Now for the question at hand: How long does it take to learn Arabic, and is it worth it?

Well, consider the fact that there are more than ten words for “love” in Arabic—and over 100 words for “camel”! I mean, these facts will certainly have an impact on the way you think about your love life…and about those amazing desert creatures!

A Caravan Traveling by Camel in the Desert

Learners of Arabic would all love to dedicate endless hours to studying the language and all its nuances. But, in our society, time is money and reality can be quite different.

Due to these time constraints, it makes sense to look for the fastest and easiest ways to learn a language so that we can start using it as soon as possible…maybe to find a better job, to travel, or to speak with a loved one.  

We would all like to know exactly what time commitment we’re looking at, so that we can make plans and have expectations… 

The truth is, however, that there’s no one best way to learn Arabic—and above all, there’s no set timetable for it! 

Everyone learns in a different way, and how quickly you can learn depends on a wide range of factors.

An Hourglass against a Dark Background

In this article, we’ll look at some of the factors that will affect your learning and how to learn Arabic efficiently to reach your goals as fast as possible.

Log in to Download Your Free Cheat Sheet - Beginner Vocabulary in Arabic Table of Contents
  1. Experience
  2. Learning Style
  3. Approach
  4. How Long Does it Take to Achieve Beginner/Intermediate/Advanced Level?
  5. How Our Website Can Help

Experience

One of the most important factors that governs how long it takes to learn Arabic (or any language) is your personal experience with languages. 

The Language(s) You Speak

What is your native language?
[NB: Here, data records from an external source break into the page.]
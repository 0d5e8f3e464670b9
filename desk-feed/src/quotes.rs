//! REST quote client
//!
//! Price lookups for ledger initialization and reconciliation. The endpoint
//! answers `GET {base}/quote?symbol=SYM` with the provider's short field
//! names: `c` for the current price, `pc` for the previous close.

use std::time::Duration;

use async_trait::async_trait;
use reqwest::Client;
use rust_decimal::Decimal;
use serde::Deserialize;
use tracing::{debug, instrument};

use desk_core::{DeskError, DeskResult, PriceSource, Quote};

/// Env var holding the quote endpoint base URL
const QUOTE_URL_ENV: &str = "DESK_QUOTE_URL";

/// Request timeout for quote lookups
const QUOTE_TIMEOUT: Duration = Duration::from_secs(10);

#[derive(Debug, Clone, Deserialize)]
struct QuoteResponse {
    /// Current price
    c: Decimal,
    /// Previous close
    #[serde(default)]
    pc: Option<Decimal>,
}

/// Quote endpoint client
#[derive(Debug, Clone)]
pub struct QuoteClient {
    client: Client,
    base_url: String,
}

impl QuoteClient {
    /// Create a client against an explicit base URL
    pub fn new(base_url: impl Into<String>) -> Self {
        let client = Client::builder()
            .timeout(QUOTE_TIMEOUT)
            .build()
            .expect("Failed to create HTTP client");

        Self {
            client,
            base_url: base_url.into(),
        }
    }

    /// Create a client from the `DESK_QUOTE_URL` environment variable
    pub fn from_env() -> DeskResult<Self> {
        let base_url = std::env::var(QUOTE_URL_ENV)
            .map_err(|_| DeskError::internal(format!("{} not set", QUOTE_URL_ENV)))?;
        Ok(Self::new(base_url))
    }

    /// Get the base URL
    pub fn base_url(&self) -> &str {
        &self.base_url
    }
}

#[async_trait]
impl PriceSource for QuoteClient {
    #[instrument(skip(self))]
    async fn quote(&self, symbol: &str) -> anyhow::Result<Quote> {
        let url = format!("{}/quote?symbol={}", self.base_url, symbol);
        debug!("Fetching quote from: {}", url);

        let response = self
            .client
            .get(&url)
            .send()
            .await
            .map_err(|e| anyhow::anyhow!("Quote request for {} failed: {}", symbol, e))?;

        if !response.status().is_success() {
            let status = response.status();
            let body = response.text().await.unwrap_or_default();
            anyhow::bail!("Quote endpoint returned {} for {}: {}", status, symbol, body);
        }

        let quote: QuoteResponse = response
            .json()
            .await
            .map_err(|e| anyhow::anyhow!("Failed to parse quote for {}: {}", symbol, e))?;

        Ok(Quote {
            price: quote.c,
            prev_close: quote.pc,
        })
    }
}
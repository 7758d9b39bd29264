/* packages/cli/core/src/build.rs */

// Acts as the host integration: one server build-completion signal per run.

use std::path::Path;

use anyhow::{Context, Result, bail};
use pages_tree::{BuildCompleted, BuildHook, BuildReport, Outcome, build_signal};

use crate::config::Project;
use crate::ui;

/// Fire a fresh one-shot signal for a completed server build and wait for the report.
pub async fn fire_once(hook: &BuildHook, build_dir: &Path) -> Result<BuildReport> {
  let (signal, listener) = build_signal();
  let hook = hook.clone();
  let waiter = tokio::spawn(async move { listener.wait(&hook).await });

  if !signal.fire(BuildCompleted::server(build_dir)) {
    bail!("build hook listener stopped before the build completed");
  }
  waiter
    .await
    .context("build hook task panicked")?
    .context("server build completion produced no report")
}

pub fn print_report(hook: &BuildHook, report: &BuildReport) {
  let root = hook.project_root();
  let count = report.routes.len();
  let sources: Vec<_> = report.sources.iter().map(|k| k.label()).collect();
  if !sources.is_empty() {
    ui::arrow(&format!("read {}", sources.join(", ")));
  }

  match &report.outcome {
    Outcome::Written => {
      let out = hook.config().output.path.display();
      ui::ok(&format!("{count} routes collected into {out}"));
    }
    Outcome::Partial { failed } => {
      ui::warn(&format!("{count} routes collected, {failed} artifacts failed"));
    }
    Outcome::NoRoutes => ui::warn("no routes found, nothing written"),
    Outcome::Failed { stage, message } => ui::fail(&format!("{stage:?}: {message}")),
  }

  for artifact in &report.artifacts {
    let line = format!("{:<9} {}", artifact.kind.label(), ui::rel(root, &artifact.path));
    match &artifact.error {
      None => ui::detail_ok(&line),
      Some(e) => ui::detail_fail(&format!("{line}  {}", e.message())),
    }
  }
}

pub async fn run_build(project: &Project) -> Result<BuildReport> {
  ui::banner("build");
  if let Some(path) = &project.config_path {
    ui::arrow(&format!("config {}", ui::rel(&project.root, path)));
  }
  let hook = BuildHook::new(&project.root, project.config.tree.clone());
  let report = fire_once(&hook, &project.config.build.dir).await?;
  print_report(&hook, &report);
  ui::blank();
  Ok(report)
}
/* packages/core/rust/src/errors.rs */

use std::fmt;
use std::path::{Path, PathBuf};

#[derive(Debug, Clone, Copy, PartialEq, Eq)]
pub enum ErrorKind {
  Io,
  Parse,
  Config,
}

impl ErrorKind {
  pub fn code(self) -> &'static str {
    match self {
      Self::Io => "IO_ERROR",
      Self::Parse => "PARSE_ERROR",
      Self::Config => "CONFIG_ERROR",
    }
  }
}

#[derive(Debug)]
pub struct TreeError {
  kind: ErrorKind,
  message: String,
  path: Option<PathBuf>,
}

pub type Result<T> = std::result::Result<T, TreeError>;

impl TreeError {
  pub fn new(kind: ErrorKind, message: impl Into<String>) -> Self {
    Self { kind, message: message.into(), path: None }
  }

  pub fn io(path: &Path, err: std::io::Error) -> Self {
    Self { kind: ErrorKind::Io, message: err.to_string(), path: Some(path.to_path_buf()) }
  }

  pub fn parse(path: &Path, msg: impl Into<String>) -> Self {
    Self { kind: ErrorKind::Parse, message: msg.into(), path: Some(path.to_path_buf()) }
  }

  pub fn config(msg: impl Into<String>) -> Self {
    Self::new(ErrorKind::Config, msg)
  }

  pub fn kind(&self) -> ErrorKind {
    self.kind
  }

  pub fn code(&self) -> &'static str {
    self.kind.code()
  }

  pub fn message(&self) -> &str {
    &self.message
  }

  pub fn path(&self) -> Option<&Path> {
    self.path.as_deref()
  }

  /// HTTP status used when the error surfaces through the routes endpoint.
  /// Every kind is a server-side fault from the caller's point of view.
  pub fn status(&self) -> u16 {
    500
  }
}

impl fmt::Display for TreeError {
  fn fmt(&self, f: &mut fmt::Formatter<'_>) -> fmt::Result {
    match &self.path {
      Some(path) => write!(f, "{}: {} ({})", self.code(), self.message, path.display()),
      None => write!(f, "{}: {}", self.code(), self.message),
    }
  }
}

impl std::error::Error for TreeError {}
And what other foreign languages do you speak? 

Yes, this will actually make a difference in how fast you learn Arabic. If, for example, you already speak Hebrew or Amharic (which are Semitic languages, like Arabic), you’ll learn much faster than you would as a native English speaker. Also, if you speak French, it will be easier to learn Arabic dialects that borrow heavily from French, such as Moroccan Arabic and Algerian Arabic.

If, however, you’re a native speaker of any Indo-European language, you’re in no luck… Arabic is considered one of the most challenging languages to learn.

Don’t worry, though. This doesn’t mean it’s impossible, just that it’s a good challenge.

So get down to it! 

A Woman Holding Flowers in Front of Her Eyes

Your Previous Language Learning Experience

Another essential aspect to take into consideration is your previous experience in language learning. 

Have you ever studied another language before?

If you already speak a foreign language fluently, or were raised bilingual, it will probably be easier and faster for you to learn Arabic. Several studies have shown that bilinguals are able to learn a third language with more ease because they’re naturally more used to being exposed to a new language. 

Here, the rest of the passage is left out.